Date viewed: 10 July 2022
Venue: Victoria Theatre
Duration: 70 min
![](https://static.wixstatic.com/media/4ff106_ab2057833d444856840d2117fe8713b3~mv2.png/v1/fill/w_980,h_552,al_c,q_90,usm_0.66_1.00_0.01,enc_auto/4ff106_ab2057833d444856840d2117fe8713b3~mv2.png)
Table of Contents
Synopsis
This monologue follows Kwa from girlhood and early romance to life as a political wife, mother, top conveyancing lawyer and main breadwinner of the Lee Family. It explores how it might have felt to be, as Lee Kuan Yew himself said, smarter than he but forever limited by gender to a secondary role.
After their secret marriage in Stratford-upon-Avon, Kwa Geok Choo and her husband were offered a law career in Britain with the promise of a comfortable private life for themselves and their children. Instead they chose to return to overthrow the British. The life they returned to couldn’t have been easy, with death threats against her husband and his new political party, rioters on the streets and a child gone missing…
Objective of Production
This is a tribute to the remarkable woman whose actions and influence are responsible for directing the waves, currents and tides that shape our lives in Singapore. It is a family love letter to all Singaporeans, in the hope that memories of Kwa Geok Choo, alongside those of our mothers, grandmothers and others who’ve passed on, will forever form the wellspring of our identity.
Impressions
Firstly, it’s not easy to stage a production about Madam Kwa. Everyone has their expectations of a production like this, so it is a question of how to find that pure sincerity to back it up and stage it with a genuine story and the right delivery.

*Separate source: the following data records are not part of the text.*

//! Masking strategies applied when a secret is formatted.

use std::fmt;

/// Debug-formatting strategy for a [`crate::Secret`].
pub trait Strategy<T> {
    /// Format the masked representation of `value`.
    fn fmt(value: &T, f: &mut fmt::Formatter<'_>) -> fmt::Result;
}

/// Masks the value but reveals its type name, e.g. `*** alloc::string::String ***`.
#[derive(Debug)]
pub enum WithType {}

impl<T> Strategy<T> for WithType {
    fn fmt(_value: &T, f: &mut fmt::Formatter<'_>) -> fmt::Result {
        write!(f, "*** {} ***", std::any::type_name::<T>())
    }
}

/// Masks the value and its type name.
#[derive(Debug)]
pub enum WithoutType {}

impl<T> Strategy<T> for WithoutType {
    fn fmt(_value: &T, f: &mut fmt::Formatter<'_>) -> fmt::Result {
        f.write_str("*** ***")
    }
}
//! Parameter definition file (`config.params.json`).
//!
//! The definition file declares the namespace prefix shared by every managed
//! parameter, the parameters an infrastructure deployment reads, and the
//! boolean options exposed on the command line. It is read once at startup
//! and never written by this tool.

use serde::{Deserialize, Serialize};
use std::collections::HashSet;
use std::path::Path;

use crate::error::{AppError, AppResult};

/// Reserved value meaning "no value has ever been stored".
pub const NOT_DEFINED: &str = "not-defined";

/// The only option action currently understood.
const STORE_TRUE: &str = "store_true";

/// A parameter the deployment expects to find in the store.
#[derive(Debug, Clone, PartialEq, Eq, Serialize, Deserialize)]
pub struct ParameterDefinition {
    #[serde(rename = "Name")]
    pub name: String,

    #[serde(rename = "Description")]
    pub description: String,

    /// Long flag form, without the leading `--`
    #[serde(rename = "CLIFormat")]
    pub cli_format: String,
}

/// A boolean command-line option (e.g. `--interactive`).
#[derive(Debug, Clone, PartialEq, Eq, Serialize, Deserialize)]
pub struct OptionDefinition {
    #[serde(rename = "CLIFormat")]
    pub cli_format: String,

    #[serde(rename = "ShortCLIFormat")]
    pub short_cli_format: String,

    #[serde(rename = "Action", default = "default_action")]
    pub action: String,

    #[serde(rename = "Help", default)]
    pub help: String,
}

fn default_action() -> String {
    STORE_TRUE.to_string()
}

impl OptionDefinition {
    /// The single-character short flag.
    pub fn short(&self) -> Option<char> {
        let mut chars = self.short_cli_format.chars();
        match (chars.next(), chars.next()) {
            (Some(c), None) => Some(c),
            _ => None,
        }
    }
}

/// Parsed contents of the definition file.
#[derive(Debug, Clone, PartialEq, Eq, Serialize, Deserialize)]
pub struct ParamsConfig {
    #[serde(rename = "Namespace")]
    pub namespace: String,

    #[serde(rename = "Parameters", default)]
    pub parameters: Vec<ParameterDefinition>,

    #[serde(rename = "DefaultOptions", default)]
    pub options: Vec<OptionDefinition>,
}

impl ParamsConfig {
    /// Load and validate the definition file.
    pub fn load(path: &Path) -> AppResult<Self> {
        tracing::debug!("Loading parameter definitions from: {:?}", path);

        if !path.exists() {
            return Err(AppError::Config(format!(
                "Parameter definition file not found: {:?}",
                path
            )));
        }

        let contents = std::fs::read_to_string(path).map_err(|e| {
            AppError::Config(format!("Failed to read definition file {:?}: {}", path, e))
        })?;

        let config = Self::from_json(&contents).map_err(|e| match e {
            AppError::Serialization(msg) => AppError::Config(format!(
                "Failed to parse definition file {:?}: {}",
                path, msg
            )),
            other => other,
        })?;

        tracing::info!(
            "Loaded {} parameter definitions under namespace '{}'",
            config.parameters.len(),
            config.namespace
        );

        Ok(config)
    }

    /// Parse and validate definition JSON.
    pub fn from_json(contents: &str) -> AppResult<Self> {
        let config: ParamsConfig = serde_json::from_str(contents)?;
        config.validate()?;
        Ok(config)
    }

    /// Namespace-qualified store name for a definition name.
    pub fn qualified_name(&self, name: &str) -> String {
        format!("{}{}", self.namespace, name)
    }

    /// Every namespace-qualified name, in definition order.
    pub fn qualified_names(&self) -> Vec<String> {
        self.parameters
            .iter()
            .map(|p| self.qualified_name(&p.name))
            .collect()
    }

    /// Application name used by the stack definitions: the namespace with
    /// every `/` removed.
    pub fn app_name(&self) -> String {
        self.namespace.replace('/', "")
    }

    /// Description written alongside a stored value.
    pub fn stored_description(&self, definition: &ParameterDefinition) -> String {
        format!("{} under {}", definition.description, self.namespace)
    }

    /// Whether an option with the given long form is declared.
    pub fn has_option(&self, cli_format: &str) -> bool {
        self.options.iter().any(|o| o.cli_format == cli_format)
    }

    /// Validate the definition file.
    pub fn validate(&self) -> AppResult<()> {
        if self.namespace.is_empty() {
            return Err(AppError::Config("Namespace cannot be empty".to_string()));
        }

        let mut names = HashSet::new();
        let mut flags = HashSet::new();

        for param in &self.parameters {
            if param.name.is_empty() {
                return Err(AppError::Config(
                    "Parameter name cannot be empty".to_string(),
                ));
            }
            if param.cli_format.is_empty() {
                return Err(AppError::Config(format!(
                    "Parameter '{}' has an empty CLIFormat",
                    param.name
                )));
            }
            if !names.insert(param.name.as_str()) {
                return Err(AppError::Config(format!(
                    "Duplicate parameter name: {}",
                    param.name
                )));
            }
            if !flags.insert(param.cli_format.as_str()) {
                return Err(AppError::Config(format!(
                    "Duplicate flag: --{}",
                    param.cli_format
                )));
            }
        }

        let mut shorts = HashSet::new();
        for option in &self.options {
            if option.action != STORE_TRUE {
                return Err(AppError::Config(format!(
                    "Unsupported action '{}' for option --{}. Supported: {}",
                    option.action, option.cli_format, STORE_TRUE
                )));
            }
            if option.cli_format.is_empty() {
                return Err(AppError::Config("Option CLIFormat cannot be empty".to_string()));
            }
            if !flags.insert(option.cli_format.as_str()) {
                return Err(AppError::Config(format!(
                    "Duplicate flag: --{}",
                    option.cli_format
                )));
            }
            let short = option.short().ok_or_else(|| {
                AppError::Config(format!(
                    "ShortCLIFormat for option --{} must be a single character, got '{}'",
                    option.cli_format, option.short_cli_format
                ))
            })?;
            if !shorts.insert(short) {
                return Err(AppError::Config(format!("Duplicate short flag: -{}", short)));
            }
        }

        Ok(())
    }
}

There was no one angle the producers could take because everybody saw her differently. Starting with her family, her classmates, the people around her time… her children, her colleagues… everyone seems to have a different version of her. Instead, they were actually trying to elucidate that there was no one perspective. She was different things to different people, even to herself. So we are showing the different facets… but most of all from her side (first person perspective), how it must have been for herself in that moment in time, changing so many things.

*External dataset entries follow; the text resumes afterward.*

//! Configuration management for the paramconf CLI.
//!
//! This module handles loading and merging configuration from multiple sources:
//! - Defaults
//! - An optional settings file (`paramconf.yaml`)
//! - Environment variables
//! - Command-line flags
//!
//! The parameter definitions themselves live in a separate file, see
//! [`crate::params`].

use serde::{Deserialize, Serialize};
use std::path::{Path, PathBuf};

use crate::error::{AppError, AppResult};
use crate::params::ParamsConfig;

/// Default definition file, relative to the working directory.
pub const DEFAULT_PARAMS_FILE: &str = "config.params.json";

/// Default cache file, relative to the working directory.
pub const DEFAULT_CACHE_FILE: &str = "config.cache.json";

/// Default settings file, relative to the working directory.
pub const DEFAULT_SETTINGS_FILE: &str = "paramconf.yaml";

/// Main application configuration.
#[derive(Debug, Clone, Serialize, Deserialize)]
pub struct AppConfig {
    /// Path to the parameter definition file
    pub params_file: PathBuf,

    /// Path to the local cache of last-known values
    pub cache_file: PathBuf,

    /// Optional settings file path
    pub settings_file: Option<PathBuf>,

    /// Parameter store backend ("ssm", "memory")
    pub store: String,

    /// AWS region override
    pub region: Option<String>,

    /// AWS shared-config profile override
    pub profile: Option<String>,

    /// Log level override
    pub log_level: Option<String>,

    /// Verbose mode (enables debug logging)
    pub verbose: bool,

    /// Disable colored output
    pub no_color: bool,
}

/// Settings file structure.
#[derive(Debug, Clone, Default, Serialize, Deserialize)]
#[serde(rename_all = "camelCase")]
struct SettingsFile {
    params_file: Option<String>,
    cache_file: Option<String>,
    store: Option<String>,
    aws: Option<AwsSettings>,
    logging: Option<LoggingSettings>,
}

#[derive(Debug, Clone, Serialize, Deserialize)]
struct AwsSettings {
    region: Option<String>,
    profile: Option<String>,
}

#[derive(Debug, Clone, Serialize, Deserialize)]
struct LoggingSettings {
    level: Option<String>,
    color: Option<bool>,
}

impl Default for AppConfig {
    fn default() -> Self {
        Self {
            params_file: PathBuf::from(DEFAULT_PARAMS_FILE),
            cache_file: PathBuf::from(DEFAULT_CACHE_FILE),
            settings_file: None,
            store: "ssm".to_string(),
            region: None,
            profile: None,
            log_level: None,
            verbose: false,
            no_color: false,
        }
    }
}

impl AppConfig {
    /// Load configuration from the settings file, environment variables and defaults.
    ///
    /// Environment variables:
    /// - `PARAMCONF_SETTINGS`: Path to the settings file
    /// - `PARAMCONF_PARAMS_FILE`: Path to the definition file
    /// - `PARAMCONF_CACHE_FILE`: Path to the cache file
    /// - `PARAMCONF_STORE`: Parameter store backend
    /// - `RUST_LOG`: Log level
    /// - `NO_COLOR`: Disable colored output
    ///
    /// # Example
    /// ```no_run
    /// use paramconf_core::config::AppConfig;
    ///
    /// let config = AppConfig::load().expect("Failed to load config");
    /// println!("Cache file: {:?}", config.cache_file);
    /// ```
    pub fn load() -> AppResult<Self> {
        let mut config = Self::default();

        if let Ok(settings) = std::env::var("PARAMCONF_SETTINGS") {
            config.settings_file = Some(PathBuf::from(settings));
        }

        let settings_path = config
            .settings_file
            .clone()
            .unwrap_or_else(|| PathBuf::from(DEFAULT_SETTINGS_FILE));

        if settings_path.exists() {
            config = config.merge_yaml(&settings_path)?;
        } else if config.settings_file.is_some() {
            return Err(AppError::Config(format!(
                "Settings file does not exist: {:?}",
                settings_path
            )));
        }

        // Environment variables override the settings file
        if let Ok(params_file) = std::env::var("PARAMCONF_PARAMS_FILE") {
            config.params_file = PathBuf::from(params_file);
        }

        if let Ok(cache_file) = std::env::var("PARAMCONF_CACHE_FILE") {
            config.cache_file = PathBuf::from(cache_file);
        }

        if let Ok(store) = std::env::var("PARAMCONF_STORE") {
            config.store = store;
        }

        if let Ok(level) = std::env::var("RUST_LOG") {
            config.log_level = Some(level);
        }

        if std::env::var("NO_COLOR").is_ok() {
            config.no_color = true;
        }

        Ok(config)
    }

    /// Merge a YAML settings file into this config.
    fn merge_yaml(&self, path: &Path) -> AppResult<Self> {
        let contents = std::fs::read_to_string(path).map_err(|e| {
            AppError::Config(format!("Failed to read settings file {:?}: {}", path, e))
        })?;

        let settings: SettingsFile = serde_yaml::from_str(&contents).map_err(|e| {
            AppError::Config(format!("Failed to parse settings file {:?}: {}", path, e))
        })?;

        Ok(self.merge_settings(settings))
    }

    fn merge_settings(&self, settings: SettingsFile) -> Self {
        let mut result = self.clone();

        if let Some(params_file) = settings.params_file {
            result.params_file = PathBuf::from(params_file);
        }

        if let Some(cache_file) = settings.cache_file {
            result.cache_file = PathBuf::from(cache_file);
        }

        if let Some(store) = settings.store {
            result.store = store;
        }

        if let Some(aws) = settings.aws {
            if aws.region.is_some() {
                result.region = aws.region;
            }
            if aws.profile.is_some() {
                result.profile = aws.profile;
            }
        }

        if let Some(logging) = settings.logging {
            if let Some(level) = logging.level {
                result.log_level = Some(level);
            }
            if let Some(color) = logging.color {
                result.no_color = !color;
            }
        }

        result
    }

    /// Apply CLI overrides to the configuration.
    ///
    /// Command-line flags take precedence over the environment and the
    /// settings file.
    #[allow(clippy::too_many_arguments)]
    pub fn with_overrides(
        mut self,
        cache_file: Option<PathBuf>,
        store: Option<String>,
        region: Option<String>,
        profile: Option<String>,
        log_level: Option<String>,
        verbose: bool,
        no_color: bool,
    ) -> Self {
        if let Some(cache_file) = cache_file {
            self.cache_file = cache_file;
        }

        if let Some(store) = store {
            self.store = store;
        }

        if let Some(region) = region {
            self.region = Some(region);
        }

        if let Some(profile) = profile {
            self.profile = Some(profile);
        }

        if let Some(log_level) = log_level {
            self.log_level = Some(log_level);
        }

        if verbose {
            self.verbose = true;
            // Verbose mode implies debug logging
            if self.log_level.is_none() {
                self.log_level = Some("debug".to_string());
            }
        }

        if no_color {
            self.no_color = true;
        }

        self
    }

    /// Load the parameter definitions named by this configuration.
    pub fn load_params(&self) -> AppResult<ParamsConfig> {
        ParamsConfig::load(&self.params_file)
    }

    /// Validate the configuration.
    pub fn validate(&self) -> AppResult<()> {
        let known_stores = ["ssm", "memory"];

        if !known_stores.contains(&self.store.as_str()) {
            return Err(AppError::Config(format!(
                "Unknown parameter store: {}. Supported: {}",
                self.store,
                known_stores.join(", ")
            )));
        }

        if self.cache_file.as_os_str().is_empty() {
            return Err(AppError::Config("Cache file path cannot be empty".to_string()));
        }

        Ok(())
    }
}

#[cfg(test)]
mod tests {
    use super::*;
    use tempfile::TempDir;

    #[test]
    fn test_default_config() {
        let config = AppConfig::default();
        assert_eq!(config.params_file, PathBuf::from("config.params.json"));
        assert_eq!(config.cache_file, PathBuf::from("config.cache.json"));
        assert_eq!(config.store, "ssm");
        assert!(!config.verbose);
        assert!(!config.no_color);
    }

    #[test]
    fn test_with_overrides() {
        let config = AppConfig::default();
        let overridden = config.with_overrides(
            Some(PathBuf::from("/tmp/cache.json")),
            Some("memory".to_string()),
            Some("eu-west-1".to_string()),
            None,
            None,
            true,
            false,
        );

        assert_eq!(overridden.cache_file, PathBuf::from("/tmp/cache.json"));
        assert_eq!(overridden.store, "memory");
        assert_eq!(overridden.region.as_deref(), Some("eu-west-1"));
        assert!(overridden.profile.is_none());
        assert!(overridden.verbose);
        assert_eq!(overridden.log_level, Some("debug".to_string()));
    }

    #[test]
    fn test_verbose_keeps_explicit_level() {
        let overridden = AppConfig::default().with_overrides(
            None,
            None,
            None,
            None,
            Some("trace".to_string()),
            true,
            false,
        );
        assert_eq!(overridden.log_level.as_deref(), Some("trace"));
    }

    #[test]
    fn test_merge_yaml() {
        let temp = TempDir::new().unwrap();
        let path = temp.path().join("paramconf.yaml");
        std::fs::write(
            &path,
            r#"
cacheFile: .cache/params.json
store: memory
aws:
  region: ap-northeast-1
  profile: deploy
logging:
  level: info
  color: false
"#,
        )
        .unwrap();

        let merged = AppConfig::default().merge_yaml(&path).unwrap();
        assert_eq!(merged.cache_file, PathBuf::from(".cache/params.json"));
        assert_eq!(merged.params_file, PathBuf::from("config.params.json"));
        assert_eq!(merged.store, "memory");
        assert_eq!(merged.region.as_deref(), Some("ap-northeast-1"));
        assert_eq!(merged.profile.as_deref(), Some("deploy"));
        assert_eq!(merged.log_level.as_deref(), Some("info"));
        assert!(merged.no_color);
    }

    #[test]
    fn test_merge_yaml_invalid() {
        let temp = TempDir::new().unwrap();
        let path = temp.path().join("paramconf.yaml");
        std::fs::write(&path, "store: [unterminated").unwrap();

        assert!(AppConfig::default().merge_yaml(&path).is_err());
    }

    #[test]
    fn test_validate_unknown_store() {
        let mut config = AppConfig::default();
        config.store = "etcd".to_string();
        assert!(config.validate().is_err());
    }

    #[test]
    fn test_validate_ssm() {
        assert!(AppConfig::default().validate().is_ok());
    }
}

And one can tell the extensive amount of research done, which allowed the play to be directed with a sense of conviction and certainty as Kwa shared her life and her truth.
In an interview, the playwright Ovidia Yu commented: " You read whole horrible thick books and then you find one paragraph about her! So it was a lot of digging for very little stuff. Most of it was from Lee Wei Ling’s newspaper columns and from Lee Kwan Yee’s writings and memoirs. We strung all that together along with information from people whose parents knew the Lees."
It's a lot of tedious and hard work.
What I liked about it
The story plays out as a soliloquy (monologue/talking to oneself), and it’s the different hers talking.
I can understand why is was presented as such; most of feedback they got came from people who reacted to her in different ways. So all this data was strung into an imaginative amalgamation of her reactions to various significant people in her life. It allowed us (the audience) to get a composite picture as we see her responding to the different people and opining about incidents in her life through the potent use of speech and body language.
Takeaways
The actor playing Kwa, Rui Shan, absolutely did her justice in this more-than-one-dimensional portrayal of Kwa. My main takeaway from this play was, really seeing the other side of Madam Kwa. When Rui Shan impressively brought out, the girlish, youthful, liking-pretty-things side of her, and yet that complete commitment and dedication once she decided to do something -- like magic. She didn’t lose your girlishness, her self and her playfulness even when she was focused on 'the Goal'. This is what effective story-telling does; it brings out the complexities and contradictions of the protagonist in a confluent and elegant manner -- all while touching the hearts of the audience.